## YOUR ASSIGNMENT
Retype the whole listing that follows so that it matches the original exactly.
◆ ◆ ◆
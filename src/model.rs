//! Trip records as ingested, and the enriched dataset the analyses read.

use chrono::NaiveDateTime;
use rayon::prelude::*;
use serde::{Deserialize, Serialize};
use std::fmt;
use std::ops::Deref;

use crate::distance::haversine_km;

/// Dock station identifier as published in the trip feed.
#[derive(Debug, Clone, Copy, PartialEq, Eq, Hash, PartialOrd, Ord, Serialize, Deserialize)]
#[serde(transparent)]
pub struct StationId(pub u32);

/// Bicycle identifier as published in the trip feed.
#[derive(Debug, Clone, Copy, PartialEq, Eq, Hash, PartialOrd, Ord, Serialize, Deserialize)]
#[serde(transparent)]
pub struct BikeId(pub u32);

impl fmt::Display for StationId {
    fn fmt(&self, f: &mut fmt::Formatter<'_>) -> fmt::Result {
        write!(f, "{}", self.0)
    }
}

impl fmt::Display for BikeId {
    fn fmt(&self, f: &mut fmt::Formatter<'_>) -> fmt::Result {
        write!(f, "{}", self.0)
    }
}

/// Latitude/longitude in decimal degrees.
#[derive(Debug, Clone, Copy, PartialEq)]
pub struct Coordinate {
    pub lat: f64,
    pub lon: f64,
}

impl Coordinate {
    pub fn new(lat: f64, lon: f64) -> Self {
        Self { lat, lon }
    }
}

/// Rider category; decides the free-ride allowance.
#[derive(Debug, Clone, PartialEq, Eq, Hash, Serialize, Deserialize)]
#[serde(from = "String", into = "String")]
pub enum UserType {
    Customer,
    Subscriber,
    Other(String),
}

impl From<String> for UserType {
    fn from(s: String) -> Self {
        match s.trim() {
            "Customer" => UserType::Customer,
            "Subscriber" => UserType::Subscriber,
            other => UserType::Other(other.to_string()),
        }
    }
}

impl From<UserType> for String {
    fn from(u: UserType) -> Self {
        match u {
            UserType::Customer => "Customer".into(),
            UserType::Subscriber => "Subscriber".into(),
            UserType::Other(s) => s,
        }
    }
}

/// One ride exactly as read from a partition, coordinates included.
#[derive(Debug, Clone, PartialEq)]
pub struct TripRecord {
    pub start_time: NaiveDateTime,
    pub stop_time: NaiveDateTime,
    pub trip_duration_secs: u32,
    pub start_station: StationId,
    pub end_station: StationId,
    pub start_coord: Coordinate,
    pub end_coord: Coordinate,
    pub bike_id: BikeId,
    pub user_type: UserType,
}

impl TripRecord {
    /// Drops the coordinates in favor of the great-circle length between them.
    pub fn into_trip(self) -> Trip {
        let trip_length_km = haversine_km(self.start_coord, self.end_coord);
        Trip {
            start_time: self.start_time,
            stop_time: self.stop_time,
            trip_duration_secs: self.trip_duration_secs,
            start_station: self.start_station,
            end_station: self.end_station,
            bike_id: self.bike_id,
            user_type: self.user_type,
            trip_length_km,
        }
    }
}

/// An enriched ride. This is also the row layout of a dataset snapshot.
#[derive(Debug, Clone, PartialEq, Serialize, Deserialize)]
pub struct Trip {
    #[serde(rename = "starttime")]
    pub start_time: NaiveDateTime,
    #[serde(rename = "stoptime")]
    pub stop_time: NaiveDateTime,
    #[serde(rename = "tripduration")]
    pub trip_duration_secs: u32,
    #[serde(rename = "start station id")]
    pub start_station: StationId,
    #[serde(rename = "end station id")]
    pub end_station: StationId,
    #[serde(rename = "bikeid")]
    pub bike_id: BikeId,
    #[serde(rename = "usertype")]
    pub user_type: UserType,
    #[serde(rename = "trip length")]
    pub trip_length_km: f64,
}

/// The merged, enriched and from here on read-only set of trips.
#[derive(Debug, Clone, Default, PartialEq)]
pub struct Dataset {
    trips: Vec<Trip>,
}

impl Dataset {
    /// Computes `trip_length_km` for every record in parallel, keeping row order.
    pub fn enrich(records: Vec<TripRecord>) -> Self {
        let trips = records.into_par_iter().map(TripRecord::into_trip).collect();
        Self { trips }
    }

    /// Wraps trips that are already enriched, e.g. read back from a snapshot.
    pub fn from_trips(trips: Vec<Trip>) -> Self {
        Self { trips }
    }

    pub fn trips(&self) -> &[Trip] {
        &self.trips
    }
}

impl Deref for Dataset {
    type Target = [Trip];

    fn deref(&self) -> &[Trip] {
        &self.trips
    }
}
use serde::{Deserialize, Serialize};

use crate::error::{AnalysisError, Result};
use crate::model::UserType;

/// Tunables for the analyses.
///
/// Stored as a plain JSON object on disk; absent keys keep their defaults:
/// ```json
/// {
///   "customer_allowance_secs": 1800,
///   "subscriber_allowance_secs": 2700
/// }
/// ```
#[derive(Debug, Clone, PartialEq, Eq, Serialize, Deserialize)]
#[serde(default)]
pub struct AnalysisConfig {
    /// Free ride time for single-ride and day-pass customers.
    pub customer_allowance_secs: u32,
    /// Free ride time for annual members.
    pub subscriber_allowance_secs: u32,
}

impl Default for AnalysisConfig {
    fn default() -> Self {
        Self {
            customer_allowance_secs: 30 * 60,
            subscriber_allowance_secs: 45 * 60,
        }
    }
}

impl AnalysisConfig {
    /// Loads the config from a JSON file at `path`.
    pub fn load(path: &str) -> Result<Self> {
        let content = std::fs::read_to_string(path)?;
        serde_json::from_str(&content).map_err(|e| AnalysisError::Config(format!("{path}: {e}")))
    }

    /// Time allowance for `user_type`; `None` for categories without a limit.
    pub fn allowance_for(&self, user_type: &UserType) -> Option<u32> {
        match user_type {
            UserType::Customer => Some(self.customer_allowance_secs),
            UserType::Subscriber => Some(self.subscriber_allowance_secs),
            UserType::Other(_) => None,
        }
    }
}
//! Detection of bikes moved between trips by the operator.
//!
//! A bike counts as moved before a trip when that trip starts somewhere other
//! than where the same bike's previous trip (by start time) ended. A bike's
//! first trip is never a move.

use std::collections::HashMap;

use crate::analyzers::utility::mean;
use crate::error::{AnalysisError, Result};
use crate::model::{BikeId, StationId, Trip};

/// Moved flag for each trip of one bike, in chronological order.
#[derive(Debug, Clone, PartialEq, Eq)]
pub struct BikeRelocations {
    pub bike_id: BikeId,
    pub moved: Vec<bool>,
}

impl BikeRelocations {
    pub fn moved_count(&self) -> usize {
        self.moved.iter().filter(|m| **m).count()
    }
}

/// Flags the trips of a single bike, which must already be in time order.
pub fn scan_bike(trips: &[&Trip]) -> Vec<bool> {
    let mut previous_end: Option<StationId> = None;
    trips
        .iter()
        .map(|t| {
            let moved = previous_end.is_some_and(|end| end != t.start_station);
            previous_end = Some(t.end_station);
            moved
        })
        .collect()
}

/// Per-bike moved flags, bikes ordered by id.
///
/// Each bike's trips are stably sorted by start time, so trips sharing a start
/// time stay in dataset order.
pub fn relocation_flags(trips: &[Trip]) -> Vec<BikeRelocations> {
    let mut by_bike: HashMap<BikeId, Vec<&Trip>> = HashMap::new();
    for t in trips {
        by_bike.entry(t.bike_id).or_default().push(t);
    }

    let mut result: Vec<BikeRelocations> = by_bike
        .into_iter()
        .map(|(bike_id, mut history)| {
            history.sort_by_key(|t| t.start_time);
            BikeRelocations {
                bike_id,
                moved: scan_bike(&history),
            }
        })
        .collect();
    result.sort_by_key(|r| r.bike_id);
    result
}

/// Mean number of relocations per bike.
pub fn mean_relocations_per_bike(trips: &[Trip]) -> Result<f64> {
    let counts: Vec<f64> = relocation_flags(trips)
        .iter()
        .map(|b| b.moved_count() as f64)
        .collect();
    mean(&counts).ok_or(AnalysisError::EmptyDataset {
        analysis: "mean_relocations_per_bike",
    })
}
◆ ◆ ◆
## OUTPUT FOR THIS TASK
filename src/model.rs
//! Trip records as ingested, and the enriched dataset the analyses read.

use chrono::NaiveDateTime;
use rayon::prelude::*;
use serde::{Deserialize, Serialize};
use std::fmt;
use std::ops::Deref;

use crate::distance::haversine_km;

/// Dock station identifier as published in the trip feed.
#[derive(Debug, Clone, Copy, PartialEq, Eq, Hash, PartialOrd, Ord, Serialize, Deserialize)]
#[serde(transparent)]
pub struct StationId(pub u32);

/// Bicycle identifier as published in the trip feed.
#[derive(Debug, Clone, Copy, PartialEq, Eq, Hash, PartialOrd, Ord, Serialize, Deserialize)]
#[serde(transparent)]
pub struct BikeId(pub u32);

impl fmt::Display for StationId {
    fn fmt(&self, f: &mut fmt::Formatter<'_>) -> fmt::Result {
        write!(f, "{}", self.0)
    }
}

impl fmt::Display for BikeId {
    fn fmt(&self, f: &mut fmt::Formatter<'_>) -> fmt::Result {
        write!(f, "{}", self.0)
    }
}

/// Latitude/longitude in decimal degrees.
#[derive(Debug, Clone, Copy, PartialEq)]
pub struct Coordinate {
    pub lat: f64,
    pub lon: f64,
}

impl Coordinate {
    pub fn new(lat: f64, lon: f64) -> Self {
        Self { lat, lon }
    }
}

/// Rider category; decides the free-ride allowance.
#[derive(Debug, Clone, PartialEq, Eq, Hash, Serialize, Deserialize)]
#[serde(from = "String", into = "String")]
pub enum UserType {
    Customer,
    Subscriber,
    Other(String),
}

impl From<String> for UserType {
    fn from(s: String) -> Self {
        match s.trim() {
            "Customer" => UserType::Customer,
            "Subscriber" => UserType::Subscriber,
            other => UserType::Other(other.to_string()),
        }
    }
}

impl From<UserType> for String {
    fn from(u: UserType) -> Self {
        match u {
            UserType::Customer => "Customer".into(),
            UserType::Subscriber => "Subscriber".into(),
            UserType::Other(s) => s,
        }
    }
}

/// One ride exactly as read from a partition, coordinates included.
#[derive(Debug, Clone, PartialEq)]
pub struct TripRecord {
    pub start_time: NaiveDateTime,
    pub stop_time: NaiveDateTime,
    pub trip_duration_secs: u32,
    pub start_station: StationId,
    pub end_station: StationId,
    pub start_coord: Coordinate,
    pub end_coord: Coordinate,
    pub bike_id: BikeId,
    pub user_type: UserType,
}

impl TripRecord {
    /// Drops the coordinates in favor of the great-circle length between them.
    pub fn into_trip(self) -> Trip {
        let trip_length_km = haversine_km(self.start_coord, self.end_coord);
        Trip {
            start_time: self.start_time,
            stop_time: self.stop_time,
            trip_duration_secs: self.trip_duration_secs,
            start_station: self.start_station,
            end_station: self.end_station,
            bike_id: self.bike_id,
            user_type: self.user_type,
            trip_length_km,
        }
    }
}

/// An enriched ride. This is also the row layout of a dataset snapshot.
#[derive(Debug, Clone, PartialEq, Serialize, Deserialize)]
pub struct Trip {
    #[serde(rename = "starttime")]
    pub start_time: NaiveDateTime,
    #[serde(rename = "stoptime")]
    pub stop_time: NaiveDateTime,
    #[serde(rename = "tripduration")]
    pub trip_duration_secs: u32,
    #[serde(rename = "start station id")]
    pub start_station: StationId,
    #[serde(rename = "end station id")]
    pub end_station: StationId,
    #[serde(rename = "bikeid")]
    pub bike_id: BikeId,
    #[serde(rename = "usertype")]
    pub user_type: UserType,
    #[serde(rename = "trip length")]
    pub trip_length_km: f64,
}

/// The merged, enriched and from here on read-only set of trips.
#[derive(Debug, Clone, Default, PartialEq)]
pub struct Dataset {
    trips: Vec<Trip>,
}

impl Dataset {
    /// Computes `trip_length_km` for every record in parallel, keeping row order.
    pub fn enrich(records: Vec<TripRecord>) -> Self {
        let trips = records.into_par_iter().map(TripRecord::into_trip).collect();
        Self { trips }
    }

    /// Wraps trips that are already enriched, e.g. read back from a snapshot.
    pub fn from_trips(trips: Vec<Trip>) -> Self {
        Self { trips }
    }

    pub fn trips(&self) -> &[Trip] {
        &self.trips
    }
}

impl Deref for Dataset {
    type Target = [Trip];

    fn deref(&self) -> &[Trip] {
        &self.trips
    }
}
use serde::{Deserialize, Serialize};

use crate::error::{AnalysisError, Result};
use crate::model::UserType;

/// Tunables for the analyses.
///
/// Stored as a plain JSON object on disk; absent keys keep their defaults:
/// ```json
/// {
///   "customer_allowance_secs": 1800,
///   "subscriber_allowance_secs": 2700
/// }
/// ```
#[derive(Debug, Clone, PartialEq, Eq, Serialize, Deserialize)]
#[serde(default)]
pub struct AnalysisConfig {
    /// Free ride time for single-ride and day-pass customers.
    pub customer_allowance_secs: u32,
    /// Free ride time for annual members.
    pub subscriber_allowance_secs: u32,
}

impl Default for AnalysisConfig {
    fn default() -> Self {
        Self {
            customer_allowance_secs: 30 * 60,
            subscriber_allowance_secs: 45 * 60,
        }
    }
}

impl AnalysisConfig {
    /// Loads the config from a JSON file at `path`.
    pub fn load(path: &str) -> Result<Self> {
        let content = std::fs::read_to_string(path)?;
        serde_json::from_str(&content).map_err(|e| AnalysisError::Config(format!("{path}: {e}")))
    }

    /// Time allowance for `user_type`; `None` for categories without a limit.
    pub fn allowance_for(&self, user_type: &UserType) -> Option<u32> {
        match user_type {
            UserType::Customer => Some(self.customer_allowance_secs),
            UserType::Subscriber => Some(self.subscriber_allowance_secs),
            UserType::Other(_) => None,
        }
    }
}
//! Detection of bikes moved between trips by the operator.
//!
//! A bike counts as moved before a trip when that trip starts somewhere other
//! than where the same bike's previous trip (by start time) ended. A bike's
//! first trip is never a move.

use std::collections::HashMap;

use crate::analyzers::utility::mean;
use crate::error::{AnalysisError, Result};
use crate::model::{BikeId, StationId, Trip};

/// Moved flag for each trip of one bike, in chronological order.
#[derive(Debug, Clone, PartialEq, Eq)]
pub struct BikeRelocations {
    pub bike_id: BikeId,
    pub moved: Vec<bool>,
}

impl BikeRelocations {
    pub fn moved_count(&self) -> usize {
        self.moved.iter().filter(|m| **m).count()
    }
}

/// Flags the trips of a single bike, which must already be in time order.
pub fn scan_bike(trips: &[&Trip]) -> Vec<bool> {
    let mut previous_end: Option<StationId> = None;
    trips
        .iter()
        .map(|t| {
            let moved = previous_end.is_some_and(|end| end != t.start_station);
            previous_end = Some(t.end_station);
            moved
        })
        .collect()
}

/// Per-bike moved flags, bikes ordered by id.
///
/// Each bike's trips are stably sorted by start time, so trips sharing a start
/// time stay in dataset order.
pub fn relocation_flags(trips: &[Trip]) -> Vec<BikeRelocations> {
    let mut by_bike: HashMap<BikeId, Vec<&Trip>> = HashMap::new();
    for t in trips {
        by_bike.entry(t.bike_id).or_default().push(t);
    }

    let mut result: Vec<BikeRelocations> = by_bike
        .into_iter()
        .map(|(bike_id, mut history)| {
            history.sort_by_key(|t| t.start_time);
            BikeRelocations {
                bike_id,
                moved: scan_bike(&history),
            }
        })
        .collect();
    result.sort_by_key(|r| r.bike_id);
    result
}

/// Mean number of relocations per bike.
pub fn mean_relocations_per_bike(trips: &[Trip]) -> Result<f64> {
    let counts: Vec<f64> = relocation_flags(trips)
        .iter()
        .map(|b| b.moved_count() as f64)
        .collect();
    mean(&counts).ok_or(AnalysisError::EmptyDataset {
        analysis: "mean_relocations_per_bike",
    })
}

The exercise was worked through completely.